Stored items
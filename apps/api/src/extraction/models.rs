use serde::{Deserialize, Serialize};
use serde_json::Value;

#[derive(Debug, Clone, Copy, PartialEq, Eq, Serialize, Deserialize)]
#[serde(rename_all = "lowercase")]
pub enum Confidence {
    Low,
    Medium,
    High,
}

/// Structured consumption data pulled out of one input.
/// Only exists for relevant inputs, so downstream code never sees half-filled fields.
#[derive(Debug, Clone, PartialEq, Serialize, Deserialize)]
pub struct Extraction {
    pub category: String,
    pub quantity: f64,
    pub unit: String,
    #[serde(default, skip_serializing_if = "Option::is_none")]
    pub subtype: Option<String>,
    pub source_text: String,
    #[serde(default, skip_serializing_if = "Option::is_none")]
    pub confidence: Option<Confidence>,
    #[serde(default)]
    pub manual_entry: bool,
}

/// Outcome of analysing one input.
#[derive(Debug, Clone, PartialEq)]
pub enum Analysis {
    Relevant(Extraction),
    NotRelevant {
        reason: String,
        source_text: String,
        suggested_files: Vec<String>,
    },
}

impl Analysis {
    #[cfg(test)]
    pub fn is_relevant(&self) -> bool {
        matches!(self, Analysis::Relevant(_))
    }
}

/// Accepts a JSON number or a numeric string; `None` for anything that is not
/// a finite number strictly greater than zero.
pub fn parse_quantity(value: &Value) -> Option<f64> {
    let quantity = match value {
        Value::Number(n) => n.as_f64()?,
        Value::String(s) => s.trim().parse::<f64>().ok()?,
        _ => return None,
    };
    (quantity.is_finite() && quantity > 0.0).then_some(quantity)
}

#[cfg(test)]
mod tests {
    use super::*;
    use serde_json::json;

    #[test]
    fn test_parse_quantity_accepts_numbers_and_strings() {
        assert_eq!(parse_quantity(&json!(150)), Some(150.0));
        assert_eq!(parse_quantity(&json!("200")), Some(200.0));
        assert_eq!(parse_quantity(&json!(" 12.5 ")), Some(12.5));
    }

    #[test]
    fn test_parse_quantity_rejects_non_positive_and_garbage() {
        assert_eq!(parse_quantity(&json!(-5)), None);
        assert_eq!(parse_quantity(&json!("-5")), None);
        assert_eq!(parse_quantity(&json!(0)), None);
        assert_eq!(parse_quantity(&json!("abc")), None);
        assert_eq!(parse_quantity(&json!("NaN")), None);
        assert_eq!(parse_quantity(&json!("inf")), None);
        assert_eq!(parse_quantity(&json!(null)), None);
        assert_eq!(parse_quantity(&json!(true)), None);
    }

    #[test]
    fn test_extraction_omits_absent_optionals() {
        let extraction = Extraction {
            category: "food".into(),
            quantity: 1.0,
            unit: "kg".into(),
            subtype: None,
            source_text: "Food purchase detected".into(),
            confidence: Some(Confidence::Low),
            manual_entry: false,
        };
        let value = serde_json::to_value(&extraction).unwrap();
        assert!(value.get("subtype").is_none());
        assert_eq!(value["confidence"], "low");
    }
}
---
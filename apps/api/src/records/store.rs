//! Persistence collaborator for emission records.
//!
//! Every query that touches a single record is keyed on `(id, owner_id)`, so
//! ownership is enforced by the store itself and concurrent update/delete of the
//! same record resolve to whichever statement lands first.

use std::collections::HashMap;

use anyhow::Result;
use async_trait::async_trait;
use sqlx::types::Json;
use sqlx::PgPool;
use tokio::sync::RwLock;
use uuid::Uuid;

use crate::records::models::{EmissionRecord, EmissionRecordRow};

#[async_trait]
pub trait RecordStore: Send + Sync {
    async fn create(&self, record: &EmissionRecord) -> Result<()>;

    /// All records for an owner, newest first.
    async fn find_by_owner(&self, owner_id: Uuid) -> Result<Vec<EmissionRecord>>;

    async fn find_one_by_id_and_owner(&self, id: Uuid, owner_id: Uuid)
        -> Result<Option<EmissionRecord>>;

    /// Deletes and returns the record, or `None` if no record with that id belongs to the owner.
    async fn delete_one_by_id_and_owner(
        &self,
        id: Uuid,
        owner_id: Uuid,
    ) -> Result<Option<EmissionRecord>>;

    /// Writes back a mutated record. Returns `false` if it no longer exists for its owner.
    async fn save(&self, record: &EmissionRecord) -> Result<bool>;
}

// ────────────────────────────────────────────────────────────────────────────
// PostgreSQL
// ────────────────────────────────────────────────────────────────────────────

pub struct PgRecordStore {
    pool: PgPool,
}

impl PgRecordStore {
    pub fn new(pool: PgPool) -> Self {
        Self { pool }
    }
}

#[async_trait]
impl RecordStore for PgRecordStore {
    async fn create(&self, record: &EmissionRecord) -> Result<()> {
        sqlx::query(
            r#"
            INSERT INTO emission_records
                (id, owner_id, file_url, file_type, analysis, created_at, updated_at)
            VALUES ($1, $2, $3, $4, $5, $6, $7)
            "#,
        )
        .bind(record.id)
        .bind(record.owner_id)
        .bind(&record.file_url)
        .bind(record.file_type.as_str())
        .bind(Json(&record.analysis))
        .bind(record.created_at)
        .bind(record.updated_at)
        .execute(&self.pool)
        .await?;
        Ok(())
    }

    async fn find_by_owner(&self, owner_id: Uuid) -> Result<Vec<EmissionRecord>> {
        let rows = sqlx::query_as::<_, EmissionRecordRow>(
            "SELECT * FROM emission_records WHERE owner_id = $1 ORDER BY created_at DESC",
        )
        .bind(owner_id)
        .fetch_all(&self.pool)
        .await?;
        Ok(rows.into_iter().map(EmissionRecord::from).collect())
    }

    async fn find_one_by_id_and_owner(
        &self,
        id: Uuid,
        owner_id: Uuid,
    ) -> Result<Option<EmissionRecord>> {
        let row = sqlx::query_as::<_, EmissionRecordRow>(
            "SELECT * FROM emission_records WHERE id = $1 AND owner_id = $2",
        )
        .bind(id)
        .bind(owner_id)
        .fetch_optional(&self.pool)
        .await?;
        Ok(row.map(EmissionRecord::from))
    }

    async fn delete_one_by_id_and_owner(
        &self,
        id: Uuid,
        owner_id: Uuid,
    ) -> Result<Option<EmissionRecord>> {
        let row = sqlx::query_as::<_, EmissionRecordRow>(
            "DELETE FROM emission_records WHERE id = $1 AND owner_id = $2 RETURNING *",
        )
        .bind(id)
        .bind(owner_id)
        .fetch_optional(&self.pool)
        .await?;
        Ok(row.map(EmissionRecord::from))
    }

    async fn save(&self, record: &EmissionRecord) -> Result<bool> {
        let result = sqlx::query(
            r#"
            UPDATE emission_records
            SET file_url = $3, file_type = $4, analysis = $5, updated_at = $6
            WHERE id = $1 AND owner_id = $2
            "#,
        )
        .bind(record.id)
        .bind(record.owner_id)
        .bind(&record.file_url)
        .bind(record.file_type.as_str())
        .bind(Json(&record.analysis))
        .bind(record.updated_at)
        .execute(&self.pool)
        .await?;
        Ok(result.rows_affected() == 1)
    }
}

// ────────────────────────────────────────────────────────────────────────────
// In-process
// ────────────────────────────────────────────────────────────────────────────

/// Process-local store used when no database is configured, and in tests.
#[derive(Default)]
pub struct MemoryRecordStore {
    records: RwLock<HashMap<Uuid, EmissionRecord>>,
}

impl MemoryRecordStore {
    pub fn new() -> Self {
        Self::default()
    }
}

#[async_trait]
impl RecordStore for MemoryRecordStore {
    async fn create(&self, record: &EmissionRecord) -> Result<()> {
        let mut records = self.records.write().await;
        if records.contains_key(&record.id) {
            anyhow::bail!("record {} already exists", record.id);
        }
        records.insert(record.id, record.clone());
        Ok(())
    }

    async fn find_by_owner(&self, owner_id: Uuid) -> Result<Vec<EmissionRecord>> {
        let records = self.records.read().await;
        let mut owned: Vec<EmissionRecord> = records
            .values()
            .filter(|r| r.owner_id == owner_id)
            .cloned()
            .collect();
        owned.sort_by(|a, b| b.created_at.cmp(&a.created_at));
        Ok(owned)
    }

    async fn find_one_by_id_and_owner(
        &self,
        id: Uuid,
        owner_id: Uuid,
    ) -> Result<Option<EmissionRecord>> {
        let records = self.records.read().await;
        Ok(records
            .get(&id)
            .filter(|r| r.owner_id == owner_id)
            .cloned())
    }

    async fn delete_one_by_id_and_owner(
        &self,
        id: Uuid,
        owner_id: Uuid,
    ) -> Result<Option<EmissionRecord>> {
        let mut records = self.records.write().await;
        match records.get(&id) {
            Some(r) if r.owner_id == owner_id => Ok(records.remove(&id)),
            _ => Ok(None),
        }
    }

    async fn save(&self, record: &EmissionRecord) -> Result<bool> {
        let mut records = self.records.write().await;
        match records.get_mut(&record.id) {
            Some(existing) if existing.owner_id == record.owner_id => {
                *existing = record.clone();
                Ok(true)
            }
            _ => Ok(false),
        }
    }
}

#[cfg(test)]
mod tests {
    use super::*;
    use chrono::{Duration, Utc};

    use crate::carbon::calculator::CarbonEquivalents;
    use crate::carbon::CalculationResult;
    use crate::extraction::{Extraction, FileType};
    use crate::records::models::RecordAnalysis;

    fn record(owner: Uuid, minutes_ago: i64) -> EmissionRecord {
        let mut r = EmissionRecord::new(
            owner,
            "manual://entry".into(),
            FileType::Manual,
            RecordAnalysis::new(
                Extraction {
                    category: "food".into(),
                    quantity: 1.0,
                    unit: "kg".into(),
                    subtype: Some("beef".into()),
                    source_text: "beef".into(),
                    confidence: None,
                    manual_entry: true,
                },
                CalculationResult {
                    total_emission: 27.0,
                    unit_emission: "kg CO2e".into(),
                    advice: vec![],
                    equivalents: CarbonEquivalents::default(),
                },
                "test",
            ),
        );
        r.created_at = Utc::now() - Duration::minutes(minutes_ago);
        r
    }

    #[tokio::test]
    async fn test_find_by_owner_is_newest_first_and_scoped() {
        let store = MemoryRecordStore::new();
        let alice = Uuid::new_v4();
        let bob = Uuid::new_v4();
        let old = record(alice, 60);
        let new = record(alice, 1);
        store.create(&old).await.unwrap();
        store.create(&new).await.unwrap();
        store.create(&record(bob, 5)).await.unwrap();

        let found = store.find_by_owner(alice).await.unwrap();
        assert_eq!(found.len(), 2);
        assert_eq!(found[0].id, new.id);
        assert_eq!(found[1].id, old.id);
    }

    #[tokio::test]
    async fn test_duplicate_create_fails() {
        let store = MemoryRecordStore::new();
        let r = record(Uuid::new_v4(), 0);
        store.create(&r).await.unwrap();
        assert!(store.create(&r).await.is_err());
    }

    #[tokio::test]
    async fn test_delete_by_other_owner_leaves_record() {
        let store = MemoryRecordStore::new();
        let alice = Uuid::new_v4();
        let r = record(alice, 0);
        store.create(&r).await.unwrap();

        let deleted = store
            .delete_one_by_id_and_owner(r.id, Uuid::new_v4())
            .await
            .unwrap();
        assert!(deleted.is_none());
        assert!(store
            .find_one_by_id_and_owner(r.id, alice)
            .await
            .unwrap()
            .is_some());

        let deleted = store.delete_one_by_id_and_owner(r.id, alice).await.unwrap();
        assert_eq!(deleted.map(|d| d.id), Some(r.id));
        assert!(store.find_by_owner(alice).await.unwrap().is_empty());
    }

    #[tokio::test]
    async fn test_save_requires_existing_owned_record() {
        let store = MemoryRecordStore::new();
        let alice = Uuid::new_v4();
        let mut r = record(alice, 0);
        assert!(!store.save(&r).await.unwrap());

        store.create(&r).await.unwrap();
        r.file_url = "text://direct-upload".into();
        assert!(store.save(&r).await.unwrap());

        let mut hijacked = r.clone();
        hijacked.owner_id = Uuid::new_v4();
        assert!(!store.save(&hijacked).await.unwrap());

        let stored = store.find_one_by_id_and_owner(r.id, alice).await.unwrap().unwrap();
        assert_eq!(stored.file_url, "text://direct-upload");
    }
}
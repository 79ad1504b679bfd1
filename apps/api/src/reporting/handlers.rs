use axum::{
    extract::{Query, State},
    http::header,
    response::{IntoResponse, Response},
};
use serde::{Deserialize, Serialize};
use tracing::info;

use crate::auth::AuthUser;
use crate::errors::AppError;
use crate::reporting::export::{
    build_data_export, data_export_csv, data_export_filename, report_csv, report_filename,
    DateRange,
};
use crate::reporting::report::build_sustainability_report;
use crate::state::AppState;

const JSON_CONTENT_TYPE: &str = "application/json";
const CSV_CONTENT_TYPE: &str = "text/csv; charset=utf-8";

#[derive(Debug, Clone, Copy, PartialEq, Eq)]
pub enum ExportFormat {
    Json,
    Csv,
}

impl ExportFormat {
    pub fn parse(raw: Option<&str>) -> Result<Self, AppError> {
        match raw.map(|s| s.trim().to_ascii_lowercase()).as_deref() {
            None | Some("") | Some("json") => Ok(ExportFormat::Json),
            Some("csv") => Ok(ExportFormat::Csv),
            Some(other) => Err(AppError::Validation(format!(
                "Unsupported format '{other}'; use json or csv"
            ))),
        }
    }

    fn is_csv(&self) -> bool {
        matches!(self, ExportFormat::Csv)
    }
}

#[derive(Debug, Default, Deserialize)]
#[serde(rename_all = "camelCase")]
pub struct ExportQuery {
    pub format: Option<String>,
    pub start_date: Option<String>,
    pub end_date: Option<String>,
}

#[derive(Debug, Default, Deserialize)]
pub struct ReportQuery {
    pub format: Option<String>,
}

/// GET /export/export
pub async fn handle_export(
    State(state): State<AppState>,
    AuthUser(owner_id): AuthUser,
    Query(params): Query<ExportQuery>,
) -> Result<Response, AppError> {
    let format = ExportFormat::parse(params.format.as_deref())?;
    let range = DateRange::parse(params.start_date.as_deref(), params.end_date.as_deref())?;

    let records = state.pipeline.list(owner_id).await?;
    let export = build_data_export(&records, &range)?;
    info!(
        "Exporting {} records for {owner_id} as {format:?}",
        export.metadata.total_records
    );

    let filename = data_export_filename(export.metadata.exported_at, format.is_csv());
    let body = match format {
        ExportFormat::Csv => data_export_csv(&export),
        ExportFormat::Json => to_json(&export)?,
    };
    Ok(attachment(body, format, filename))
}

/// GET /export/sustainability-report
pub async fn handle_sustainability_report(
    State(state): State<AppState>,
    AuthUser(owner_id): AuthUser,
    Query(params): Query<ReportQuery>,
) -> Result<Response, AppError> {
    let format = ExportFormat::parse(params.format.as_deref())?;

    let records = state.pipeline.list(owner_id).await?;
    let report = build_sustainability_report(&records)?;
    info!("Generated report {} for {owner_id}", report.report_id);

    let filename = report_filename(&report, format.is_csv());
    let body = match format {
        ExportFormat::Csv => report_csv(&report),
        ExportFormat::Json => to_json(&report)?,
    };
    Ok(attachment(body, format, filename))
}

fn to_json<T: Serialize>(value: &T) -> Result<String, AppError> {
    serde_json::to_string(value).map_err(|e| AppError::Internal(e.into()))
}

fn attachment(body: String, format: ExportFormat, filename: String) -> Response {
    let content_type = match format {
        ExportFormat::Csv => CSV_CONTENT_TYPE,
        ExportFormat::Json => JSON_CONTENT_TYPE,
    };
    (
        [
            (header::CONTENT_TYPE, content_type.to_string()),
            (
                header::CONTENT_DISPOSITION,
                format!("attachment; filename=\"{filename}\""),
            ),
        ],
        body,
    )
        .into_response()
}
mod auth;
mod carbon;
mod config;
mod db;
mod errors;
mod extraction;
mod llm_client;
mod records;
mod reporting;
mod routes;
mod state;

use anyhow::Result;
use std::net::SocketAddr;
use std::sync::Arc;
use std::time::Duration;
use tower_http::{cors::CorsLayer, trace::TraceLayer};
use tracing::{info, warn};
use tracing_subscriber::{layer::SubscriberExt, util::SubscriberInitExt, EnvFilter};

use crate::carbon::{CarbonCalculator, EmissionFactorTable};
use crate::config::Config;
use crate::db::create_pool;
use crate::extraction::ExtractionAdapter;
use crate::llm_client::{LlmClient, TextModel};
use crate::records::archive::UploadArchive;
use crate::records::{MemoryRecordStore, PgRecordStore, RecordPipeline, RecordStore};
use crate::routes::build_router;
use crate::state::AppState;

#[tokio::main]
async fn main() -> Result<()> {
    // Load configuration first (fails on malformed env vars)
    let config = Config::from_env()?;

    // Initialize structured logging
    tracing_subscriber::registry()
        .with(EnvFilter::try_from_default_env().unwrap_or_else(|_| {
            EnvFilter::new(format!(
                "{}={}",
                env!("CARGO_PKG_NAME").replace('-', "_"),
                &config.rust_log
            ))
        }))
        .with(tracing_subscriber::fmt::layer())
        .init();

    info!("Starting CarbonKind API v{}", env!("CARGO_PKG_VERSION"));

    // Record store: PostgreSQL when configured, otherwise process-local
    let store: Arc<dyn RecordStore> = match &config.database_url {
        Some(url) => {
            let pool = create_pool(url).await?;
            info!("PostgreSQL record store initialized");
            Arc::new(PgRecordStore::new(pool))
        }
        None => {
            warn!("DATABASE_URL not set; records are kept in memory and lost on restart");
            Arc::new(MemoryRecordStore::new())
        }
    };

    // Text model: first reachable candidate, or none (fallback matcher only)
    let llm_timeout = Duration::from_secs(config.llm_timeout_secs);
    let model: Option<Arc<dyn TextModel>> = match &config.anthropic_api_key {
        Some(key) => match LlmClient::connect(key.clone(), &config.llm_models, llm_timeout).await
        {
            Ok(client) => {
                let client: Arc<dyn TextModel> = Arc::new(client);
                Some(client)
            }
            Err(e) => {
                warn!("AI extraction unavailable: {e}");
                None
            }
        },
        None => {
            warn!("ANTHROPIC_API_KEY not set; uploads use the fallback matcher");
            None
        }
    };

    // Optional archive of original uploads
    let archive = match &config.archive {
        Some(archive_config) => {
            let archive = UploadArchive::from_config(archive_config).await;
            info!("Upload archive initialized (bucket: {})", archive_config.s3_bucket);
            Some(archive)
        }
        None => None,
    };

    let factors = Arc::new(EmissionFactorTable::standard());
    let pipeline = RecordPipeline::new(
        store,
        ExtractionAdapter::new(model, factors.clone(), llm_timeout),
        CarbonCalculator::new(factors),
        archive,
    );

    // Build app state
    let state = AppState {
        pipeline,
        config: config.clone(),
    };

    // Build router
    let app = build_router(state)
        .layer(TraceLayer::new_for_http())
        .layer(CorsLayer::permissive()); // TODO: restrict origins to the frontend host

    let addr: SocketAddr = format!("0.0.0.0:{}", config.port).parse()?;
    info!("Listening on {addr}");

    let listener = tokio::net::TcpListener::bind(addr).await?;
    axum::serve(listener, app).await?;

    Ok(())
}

**Task statement:** As listed above, the lines from the line with "statement lands first." to the line with "owner, newest first." are to be echoed exactly, with both ends included and nothing added.

**Written answer:**
//! same record resolve to whichever statement lands first.

use std::collections::HashMap;

use anyhow::Result;
use async_trait::async_trait;
use sqlx::types::Json;
use sqlx::PgPool;
use tokio::sync::RwLock;
use uuid::Uuid;

use crate::records::models::{EmissionRecord, EmissionRecordRow};

#[async_trait]
pub trait RecordStore: Send + Sync {
    async fn create(&self, record: &EmissionRecord) -> Result<()>;

    /// All records for an owner, newest first.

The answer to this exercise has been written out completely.